• _SUPPLIED INFORMATION_

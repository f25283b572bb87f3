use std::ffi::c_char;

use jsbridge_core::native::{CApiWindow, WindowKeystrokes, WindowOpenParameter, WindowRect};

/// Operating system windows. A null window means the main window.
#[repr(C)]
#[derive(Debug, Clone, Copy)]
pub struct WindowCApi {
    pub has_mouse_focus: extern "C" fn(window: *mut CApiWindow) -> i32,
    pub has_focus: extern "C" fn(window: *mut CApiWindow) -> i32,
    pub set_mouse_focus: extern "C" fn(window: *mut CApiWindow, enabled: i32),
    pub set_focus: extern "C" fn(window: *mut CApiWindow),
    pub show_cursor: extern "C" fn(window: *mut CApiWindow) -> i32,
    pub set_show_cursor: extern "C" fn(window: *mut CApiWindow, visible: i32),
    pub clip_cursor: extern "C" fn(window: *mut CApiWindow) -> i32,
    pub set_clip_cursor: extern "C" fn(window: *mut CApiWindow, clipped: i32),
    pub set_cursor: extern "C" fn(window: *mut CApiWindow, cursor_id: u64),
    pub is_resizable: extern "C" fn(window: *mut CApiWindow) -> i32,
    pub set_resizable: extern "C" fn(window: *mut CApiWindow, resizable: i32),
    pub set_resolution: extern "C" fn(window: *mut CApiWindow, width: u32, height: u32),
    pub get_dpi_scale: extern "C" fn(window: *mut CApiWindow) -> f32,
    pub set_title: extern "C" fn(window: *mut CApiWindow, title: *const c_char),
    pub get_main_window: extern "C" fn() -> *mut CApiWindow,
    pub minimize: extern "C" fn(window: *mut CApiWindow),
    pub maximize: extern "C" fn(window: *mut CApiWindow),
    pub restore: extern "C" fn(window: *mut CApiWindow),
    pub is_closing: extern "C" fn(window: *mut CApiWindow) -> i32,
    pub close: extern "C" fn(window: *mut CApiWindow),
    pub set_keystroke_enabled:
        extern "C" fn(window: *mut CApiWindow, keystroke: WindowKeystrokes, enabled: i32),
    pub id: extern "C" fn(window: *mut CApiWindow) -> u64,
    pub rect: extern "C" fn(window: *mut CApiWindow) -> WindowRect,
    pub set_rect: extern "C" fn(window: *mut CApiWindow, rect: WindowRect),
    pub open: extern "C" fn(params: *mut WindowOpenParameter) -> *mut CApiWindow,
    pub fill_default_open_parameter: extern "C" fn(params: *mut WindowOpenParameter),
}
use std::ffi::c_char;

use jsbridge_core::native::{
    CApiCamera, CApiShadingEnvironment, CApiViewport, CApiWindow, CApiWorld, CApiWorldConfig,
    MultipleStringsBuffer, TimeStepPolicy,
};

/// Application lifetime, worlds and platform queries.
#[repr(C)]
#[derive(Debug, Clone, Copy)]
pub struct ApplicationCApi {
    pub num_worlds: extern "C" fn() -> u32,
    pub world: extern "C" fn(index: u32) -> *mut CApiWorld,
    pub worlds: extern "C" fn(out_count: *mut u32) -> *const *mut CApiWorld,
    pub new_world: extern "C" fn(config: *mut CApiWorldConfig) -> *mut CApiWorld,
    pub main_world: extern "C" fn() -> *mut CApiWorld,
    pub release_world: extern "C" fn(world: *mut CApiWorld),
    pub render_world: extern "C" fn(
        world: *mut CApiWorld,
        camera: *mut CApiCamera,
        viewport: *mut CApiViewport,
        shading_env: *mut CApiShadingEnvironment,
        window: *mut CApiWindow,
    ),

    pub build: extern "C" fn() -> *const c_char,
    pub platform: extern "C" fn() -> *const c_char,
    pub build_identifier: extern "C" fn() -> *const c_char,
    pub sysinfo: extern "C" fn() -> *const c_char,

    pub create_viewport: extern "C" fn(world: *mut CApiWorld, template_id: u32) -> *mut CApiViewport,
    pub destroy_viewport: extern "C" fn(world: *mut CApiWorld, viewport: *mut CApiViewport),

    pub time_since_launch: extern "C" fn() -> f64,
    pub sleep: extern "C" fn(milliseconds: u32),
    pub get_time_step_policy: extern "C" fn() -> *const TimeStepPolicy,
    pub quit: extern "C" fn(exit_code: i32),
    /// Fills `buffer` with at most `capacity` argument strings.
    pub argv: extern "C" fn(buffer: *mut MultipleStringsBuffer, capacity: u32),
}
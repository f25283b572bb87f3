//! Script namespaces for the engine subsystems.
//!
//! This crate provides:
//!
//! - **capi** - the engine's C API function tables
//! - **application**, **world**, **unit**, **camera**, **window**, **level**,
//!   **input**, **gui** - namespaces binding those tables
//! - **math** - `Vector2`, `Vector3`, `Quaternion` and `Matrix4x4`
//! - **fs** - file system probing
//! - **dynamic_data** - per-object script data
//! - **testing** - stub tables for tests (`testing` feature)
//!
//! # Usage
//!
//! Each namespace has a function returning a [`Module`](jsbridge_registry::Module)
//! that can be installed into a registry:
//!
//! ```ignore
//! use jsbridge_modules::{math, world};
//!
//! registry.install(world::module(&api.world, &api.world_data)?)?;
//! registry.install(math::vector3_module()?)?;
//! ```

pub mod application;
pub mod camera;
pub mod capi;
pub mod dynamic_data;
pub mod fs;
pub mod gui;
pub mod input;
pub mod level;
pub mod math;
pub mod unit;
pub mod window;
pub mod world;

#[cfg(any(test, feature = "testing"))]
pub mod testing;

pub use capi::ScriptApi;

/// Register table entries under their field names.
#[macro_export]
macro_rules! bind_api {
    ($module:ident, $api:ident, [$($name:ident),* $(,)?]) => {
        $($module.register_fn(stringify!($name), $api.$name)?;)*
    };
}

• _EXERCISE_
Once you have read the listing, copy it out exactly.

• _ANSWER TO THIS EXERCISE_
repository f25283b572bb87f3
use std::ffi::c_char;

use jsbridge_core::native::{CApiWindow, WindowKeystrokes, WindowOpenParameter, WindowRect};

/// Operating system windows. A null window means the main window.
#[repr(C)]
#[derive(Debug, Clone, Copy)]
pub struct WindowCApi {
    pub has_mouse_focus: extern "C" fn(window: *mut CApiWindow) -> i32,
    pub has_focus: extern "C" fn(window: *mut CApiWindow) -> i32,
    pub set_mouse_focus: extern "C" fn(window: *mut CApiWindow, enabled: i32),
    pub set_focus: extern "C" fn(window: *mut CApiWindow),
    pub show_cursor: extern "C" fn(window: *mut CApiWindow) -> i32,
    pub set_show_cursor: extern "C" fn(window: *mut CApiWindow, visible: i32),
    pub clip_cursor: extern "C" fn(window: *mut CApiWindow) -> i32,
    pub set_clip_cursor: extern "C" fn(window: *mut CApiWindow, clipped: i32),
    pub set_cursor: extern "C" fn(window: *mut CApiWindow, cursor_id: u64),
    pub is_resizable: extern "C" fn(window: *mut CApiWindow) -> i32,
    pub set_resizable: extern "C" fn(window: *mut CApiWindow, resizable: i32),
    pub set_resolution: extern "C" fn(window: *mut CApiWindow, width: u32, height: u32),
    pub get_dpi_scale: extern "C" fn(window: *mut CApiWindow) -> f32,
    pub set_title: extern "C" fn(window: *mut CApiWindow, title: *const c_char),
    pub get_main_window: extern "C" fn() -> *mut CApiWindow,
    pub minimize: extern "C" fn(window: *mut CApiWindow),
    pub maximize: extern "C" fn(window: *mut CApiWindow),
    pub restore: extern "C" fn(window: *mut CApiWindow),
    pub is_closing: extern "C" fn(window: *mut CApiWindow) -> i32,
    pub close: extern "C" fn(window: *mut CApiWindow),
    pub set_keystroke_enabled:
        extern "C" fn(window: *mut CApiWindow, keystroke: WindowKeystrokes, enabled: i32),
    pub id: extern "C" fn(window: *mut CApiWindow) -> u64,
    pub rect: extern "C" fn(window: *mut CApiWindow) -> WindowRect,
    pub set_rect: extern "C" fn(window: *mut CApiWindow, rect: WindowRect),
    pub open: extern "C" fn(params: *mut WindowOpenParameter) -> *mut CApiWindow,
    pub fill_default_open_parameter: extern "C" fn(params: *mut WindowOpenParameter),
}
use std::ffi::c_char;

use jsbridge_core::native::{
    CApiCamera, CApiShadingEnvironment, CApiViewport, CApiWindow, CApiWorld, CApiWorldConfig,
    MultipleStringsBuffer, TimeStepPolicy,
};

/// Application lifetime, worlds and platform queries.
#[repr(C)]
#[derive(Debug, Clone, Copy)]
pub struct ApplicationCApi {
    pub num_worlds: extern "C" fn() -> u32,
    pub world: extern "C" fn(index: u32) -> *mut CApiWorld,
    pub worlds: extern "C" fn(out_count: *mut u32) -> *const *mut CApiWorld,
    pub new_world: extern "C" fn(config: *mut CApiWorldConfig) -> *mut CApiWorld,
    pub main_world: extern "C" fn() -> *mut CApiWorld,
    pub release_world: extern "C" fn(world: *mut CApiWorld),
    pub render_world: extern "C" fn(
        world: *mut CApiWorld,
        camera: *mut CApiCamera,
        viewport: *mut CApiViewport,
        shading_env: *mut CApiShadingEnvironment,
        window: *mut CApiWindow,
    ),

    pub build: extern "C" fn() -> *const c_char,
    pub platform: extern "C" fn() -> *const c_char,
    pub build_identifier: extern "C" fn() -> *const c_char,
    pub sysinfo: extern "C" fn() -> *const c_char,

    pub create_viewport: extern "C" fn(world: *mut CApiWorld, template_id: u32) -> *mut CApiViewport,
    pub destroy_viewport: extern "C" fn(world: *mut CApiWorld, viewport: *mut CApiViewport),

    pub time_since_launch: extern "C" fn() -> f64,
    pub sleep: extern "C" fn(milliseconds: u32),
    pub get_time_step_policy: extern "C" fn() -> *const TimeStepPolicy,
    pub quit: extern "C" fn(exit_code: i32),
    /// Fills `buffer` with at most `capacity` argument strings.
    pub argv: extern "C" fn(buffer: *mut MultipleStringsBuffer, capacity: u32),
}
repository f25283b572bb87f3
//! Script namespaces for the engine subsystems.
//!
//! This crate provides:
//!
//! - **capi** - the engine's C API function tables
//! - **application**, **world**, **unit**, **camera**, **window**, **level**,
//!   **input**, **gui** - namespaces binding those tables
//! - **math** - `Vector2`, `Vector3`, `Quaternion` and `Matrix4x4`
//! - **fs** - file system probing
//! - **dynamic_data** - per-object script data
//! - **testing** - stub tables for tests (`testing` feature)
//!
//! # Usage
//!
//! Each namespace has a function returning a [`Module`](jsbridge_registry::Module)
//! that can be installed into a registry:
//!
//! ```ignore
//! use jsbridge_modules::{math, world};
//!
//! registry.install(world::module(&api.world, &api.world_data)?)?;
//! registry.install(math::vector3_module()?)?;
//! ```

pub mod application;
pub mod camera;
pub mod capi;
pub mod dynamic_data;
pub mod fs;
pub mod gui;
pub mod input;
pub mod level;
pub mod math;
pub mod unit;
pub mod window;
pub mod world;

#[cfg(any(test, feature = "testing"))]
pub mod testing;

pub use capi::ScriptApi;

/// Register table entries under their field names.
#[macro_export]
macro_rules! bind_api {
    ($module:ident, $api:ident, [$($name:ident),* $(,)?]) => {
        $($module.register_fn(stringify!($name), $api.$name)?;)*
    };
}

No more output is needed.